• Material for the task:
***
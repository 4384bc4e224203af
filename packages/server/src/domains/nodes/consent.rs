//! Consent ledger updates.

use sqlx::PgPool;
use uuid::Uuid;

use crate::common::error::ApiError;
use crate::domains::nodes::models::Node;

/// Strict format check for a consent document hash: fixed-length
/// hexadecimal, 32-128 characters.
pub fn is_valid_consent_hash(hash: &str) -> bool {
    (32..=128).contains(&hash.len()) && hash.chars().all(|c| c.is_ascii_hexdigit())
}

/// Record a node's agreement to a consent document version.
///
/// Last-write-wins: a newer version/hash overwrites the previous one.
/// Safe to replay with identical input.
pub async fn record_consent(
    api_token: Option<&str>,
    version: &str,
    hash: &str,
    pool: &PgPool,
) -> Result<Uuid, ApiError> {
    // Missing credential outranks field validation (401 before 400);
    // an unknown credential is only discovered at lookup (403).
    let token = api_token.ok_or(ApiError::TokenMissing)?;

    if version.is_empty() || hash.is_empty() {
        return Err(ApiError::Validation(
            "Missing required fields: consent_version, consent_hash".to_string(),
        ));
    }
    if !is_valid_consent_hash(hash) {
        tracing::warn!(consent_hash = %hash, "malformed consent hash rejected");
        return Err(ApiError::Validation(
            "Invalid consent_hash format".to_string(),
        ));
    }

    let node = Node::find_by_api_token(token, pool)
        .await?
        .ok_or(ApiError::TokenUnknown)?;

    sqlx::query(
        r#"
        UPDATE nodes
        SET consent_provided = TRUE,
            consent_version = $1,
            consent_hash = $2,
            consent_updated_at = NOW()
        WHERE id = $3
        "#,
    )
    .bind(version)
    .bind(hash)
    .bind(node.id)
    .execute(pool)
    .await?;

    tracing::info!(
        node_public_id = %node.public_id,
        consent_version = %version,
        "consent recorded"
    );

    Ok(node.public_id)
}
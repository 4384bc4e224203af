//! Opt-out cascade: node deactivation, session closure, and claim release.

mod common;

use serde_json::json;
use test_context::test_context;

use common::{fixtures, http, TestHarness};

#[test_context(TestHarness)]
#[tokio::test]
async fn opt_out_without_token_is_401(ctx: &TestHarness) {
    let (status, _) = http::post(&ctx.app, "/compute/opt-out", None, json!({})).await;
    assert_eq!(status, 401);
}

#[test_context(TestHarness)]
#[tokio::test]
async fn opt_out_with_unknown_token_is_403(ctx: &TestHarness) {
    let (status, _) = http::post(&ctx.app, "/compute/opt-out", Some("bogus"), json!({})).await;
    assert_eq!(status, 403);
}

#[test_context(TestHarness)]
#[tokio::test]
async fn opt_out_deactivates_node_sessions_and_releases_job(ctx: &TestHarness) {
    let node = fixtures::register_node(&ctx.app).await;
    let job_id = fixtures::insert_pending_job(&ctx.db_pool, "hash_compute", json!({"n": 1}))
        .await
        .unwrap();
    let (status, _) = http::get(&ctx.app, "/compute/job", Some(&node.api_token)).await;
    assert_eq!(status, 200);

    let (status, body) = http::post(&ctx.app, "/compute/opt-out", Some(&node.api_token), json!({})).await;
    assert_eq!(status, 200);
    assert_eq!(body["status"].as_str().unwrap(), "success");
    assert_eq!(body["node_public_id"].as_str().unwrap(), node.public_id);

    let (active, opted_out): (bool, bool) = sqlx::query_as(
        "SELECT is_active, opt_out_at IS NOT NULL FROM nodes WHERE api_token = $1",
    )
    .bind(&node.api_token)
    .fetch_one(&ctx.db_pool)
    .await
    .unwrap();
    assert!(!active);
    assert!(opted_out);

    let open_sessions: i64 = sqlx::query_scalar(
        "SELECT COUNT(*) FROM sessions s
         JOIN nodes n ON n.id = s.node_id
         WHERE n.api_token = $1 AND s.is_active",
    )
    .bind(&node.api_token)
    .fetch_one(&ctx.db_pool)
    .await
    .unwrap();
    assert_eq!(open_sessions, 0);

    // The in-flight job goes back to the pool with no claimant.
    let label = fixtures::job_status(&ctx.db_pool, job_id).await.unwrap();
    assert_eq!(label, "pending");

    let claimant: Option<uuid::Uuid> =
        sqlx::query_scalar("SELECT claimed_by_node_id FROM jobs WHERE id = $1")
            .bind(job_id)
            .fetch_one(&ctx.db_pool)
            .await
            .unwrap();
    assert!(claimant.is_none());
}

#[test_context(TestHarness)]
#[tokio::test]
async fn released_job_is_claimable_by_another_node(ctx: &TestHarness) {
    let leaver = fixtures::register_node(&ctx.app).await;
    let job_id = fixtures::insert_pending_job(&ctx.db_pool, "hash_compute", json!({}))
        .await
        .unwrap();
    let (status, _) = http::get(&ctx.app, "/compute/job", Some(&leaver.api_token)).await;
    assert_eq!(status, 200);

    let (status, _) = http::post(&ctx.app, "/compute/opt-out", Some(&leaver.api_token), json!({})).await;
    assert_eq!(status, 200);

    let other = fixtures::register_node(&ctx.app).await;
    let (status, body) = http::get(&ctx.app, "/compute/job", Some(&other.api_token)).await;
    assert_eq!(status, 200);
    assert_eq!(body["job_id"].as_str().unwrap(), job_id.to_string());
}

#[test_context(TestHarness)]
#[tokio::test]
async fn opted_out_node_cannot_claim(ctx: &TestHarness) {
    let node = fixtures::register_node(&ctx.app).await;
    let (status, _) = http::post(&ctx.app, "/compute/opt-out", Some(&node.api_token), json!({})).await;
    assert_eq!(status, 200);

    fixtures::insert_pending_job(&ctx.db_pool, "hash_compute", json!({}))
        .await
        .unwrap();

    let (status, _) = http::get(&ctx.app, "/compute/job", Some(&node.api_token)).await;
    assert_eq!(status, 403);
}

#[test_context(TestHarness)]
#[tokio::test]
async fn opt_out_without_claims_still_succeeds(ctx: &TestHarness) {
    let node = fixtures::register_node(&ctx.app).await;

    let (status, body) = http::post(&ctx.app, "/compute/opt-out", Some(&node.api_token), json!({})).await;
    assert_eq!(status, 200);
    assert_eq!(body["status"].as_str().unwrap(), "success");
}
***
• Your assignment: If a line above contains the word "bind", list it.

• Finished exercise:
    .bind(version)
    .bind(hash)
    .bind(node.id)
    .bind(&node.api_token)
    .bind(&node.api_token)
            .bind(job_id)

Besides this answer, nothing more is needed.